■ **Work to complete**:
Report how many lines in the data below hold the string "padding". Nothing else should appear in the answer.

■ **Records to process**:
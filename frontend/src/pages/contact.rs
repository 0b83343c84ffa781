use gloo_console::error;
use web_sys::{FormData, HtmlFormElement};
use yew::prelude::*;

use crate::config::CONTACT_EMAIL;
use crate::mail::{self, mailto_with_subject, GeneralInquiry, MailDraft, PartnershipInquiry};
use crate::router::Page;

/// Builds a submit handler that turns the form into a mail draft.
fn compose_on_submit<D, F>(build: F) -> Callback<SubmitEvent>
where
    D: MailDraft,
    F: Fn(&FormData) -> D + 'static,
{
    Callback::from(move |e: SubmitEvent| {
        e.prevent_default();
        let Some(form) = e.target_dyn_into::<HtmlFormElement>() else {
            error!("Submit event without a form target");
            return;
        };
        let fields = match FormData::new_with_form(&form) {
            Ok(fields) => fields,
            Err(err) => {
                error!("Could not read form fields:", err);
                return;
            }
        };
        if let Err(err) = mail::hand_off(&build(&fields)) {
            error!(format!("Could not open mail client: {}", err));
        }
    })
}

#[function_component(Contact)]
pub fn contact() -> Html {
    let on_general = compose_on_submit(|fields: &FormData| GeneralInquiry::from_fields(fields));
    let on_partnership = compose_on_submit(|fields: &FormData| PartnershipInquiry::from_fields(fields));
    let privacy = Page::Privacy.href();

    html! {
        <section class="contact-page">
            <div class="contact-wrap">
                <div class="card">
                    <h2 class="section-title">{"Contact us"}</h2>
                    <p class="help">{"Most questions are answered in the FAQ and inside your portal. If you still need help, send us a message."}</p>
                    <form onsubmit={on_general}>
                        <div class="form-grid">
                            <div>
                                <label for="name">{"Your Name"}</label>
                                <input id="name" name="name" class="input" placeholder="Your name" required=true />
                            </div>
                            <div>
                                <label for="email">{"Email"}</label>
                                <input id="email" name="email" class="input" type="email" placeholder="you@email.com" required=true />
                            </div>
                        </div>
                        <div class="form-row">
                            <label for="topic">{"Topic"}</label>
                            <select id="topic" name="topic" class="select">
                                { for GeneralInquiry::TOPICS.iter().map(|topic| html! {
                                    <option selected={*topic == GeneralInquiry::DEFAULT_TOPIC}>{*topic}</option>
                                }) }
                            </select>
                        </div>
                        <div class="form-row">
                            <label for="message">{"Message"}</label>
                            <textarea id="message" name="message" class="textarea" placeholder="How can we help?" required=true />
                        </div>
                        <div class="form-row consent">
                            <input id="agree" type="checkbox" class="checkbox" required=true />
                            <label for="agree" class="help">{"I agree to the "}<a href={privacy.clone()}>{"privacy policy"}</a>{"."}</label>
                        </div>
                        <div class="actions">
                            <button type="submit" class="btn">{"Send message"}</button>
                            <a class="btn" href={mailto_with_subject(CONTACT_EMAIL, "Support Request")}>{"Email instead"}</a>
                        </div>
                    </form>
                </div>

                <div class="card">
                    <h2 class="section-title">{"Partnerships & Press"}</h2>
                    <p class="help">{"We say yes to aligned values, quality production, and audience fit."}</p>
                    <form onsubmit={on_partnership}>
                        <div class="form-grid">
                            <div>
                                <label for="pr-name">{"Your Name"}</label>
                                <input id="pr-name" name="name" class="input" placeholder="Your name" required=true />
                            </div>
                            <div>
                                <label for="pr-email">{"Email"}</label>
                                <input id="pr-email" name="email" class="input" type="email" placeholder="you@email.com" required=true />
                            </div>
                        </div>
                        <div class="form-grid">
                            <div>
                                <label for="pr-company">{"Company/Organization"}</label>
                                <input id="pr-company" name="company" class="input" placeholder="Your company or organization" />
                            </div>
                            <div>
                                <label for="pr-link">{"Link to Proposal / Media Kit"}</label>
                                <input id="pr-link" name="link" class="input" type="url" placeholder="https://…" />
                            </div>
                        </div>
                        <div class="form-row">
                            <label for="pr-eta">{"Expected Timeline"}</label>
                            <input id="pr-eta" name="timeline" class="input" placeholder="e.g., Q1 2025" />
                        </div>
                        <div class="form-row">
                            <label for="pr-message">{"Message"}</label>
                            <textarea id="pr-message" name="message" class="textarea" placeholder="Tell us about your proposal…" required=true />
                        </div>
                        <div class="form-row consent">
                            <input id="pr-agree" type="checkbox" class="checkbox" required=true />
                            <label for="pr-agree" class="help">{"I agree to the "}<a href={privacy}>{"privacy policy"}</a>{"."}</label>
                        </div>
                        <div class="actions">
                            <button type="submit" class="btn">{"Send inquiry"}</button>
                            <a class="btn" href={mailto_with_subject(CONTACT_EMAIL, "Partnership or Press")}>{"Email instead"}</a>
                        </div>
                    </form>
                </div>
            </div>
            <style>
                {r#"
                .contact-page { padding-top: 120px; }
                .contact-wrap { max-width: 900px; margin: 0 auto; }
                .card { background: var(--chalk); border: 1px solid var(--gold-hairline); border-radius: 16px; padding: 24px; margin-bottom: 28px; }
                .card .section-title { text-align: left; margin-bottom: 8px; }
                .help { font-size: 14px; opacity: .85; margin-bottom: 14px; }
                .form-grid { display: grid; grid-template-columns: 1fr 1fr; gap: 12px; }
                .input, .textarea, .select, .checkbox {
                    width: 100%;
                    padding: 12px 14px;
                    border: 1px solid var(--gold-hairline);
                    border-radius: 10px;
                    background: #fff;
                    color: var(--obsidian);
                    font: inherit;
                }
                .textarea { min-height: 140px; resize: vertical; }
                .checkbox { width: auto; }
                .form-row { margin-top: 12px; }
                .form-row.consent { display: flex; align-items: center; gap: 8px; }
                .actions { margin-top: 16px; display: flex; gap: 12px; }
                @media (max-width: 800px) { .form-grid { grid-template-columns: 1fr; } }
                "#}
            </style>
        </section>
    }
}

#[cfg(test)]
mod tests {
    use super::*;

    #[test]
    fn email_instead_links_carry_fixed_subjects() {
        assert_eq!(
            mailto_with_subject(CONTACT_EMAIL, "Partnership or Press"),
            "mailto:A3sthera@proton.me?subject=Partnership%20or%20Press"
        );
    }
}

■ **Answer for the task**:
3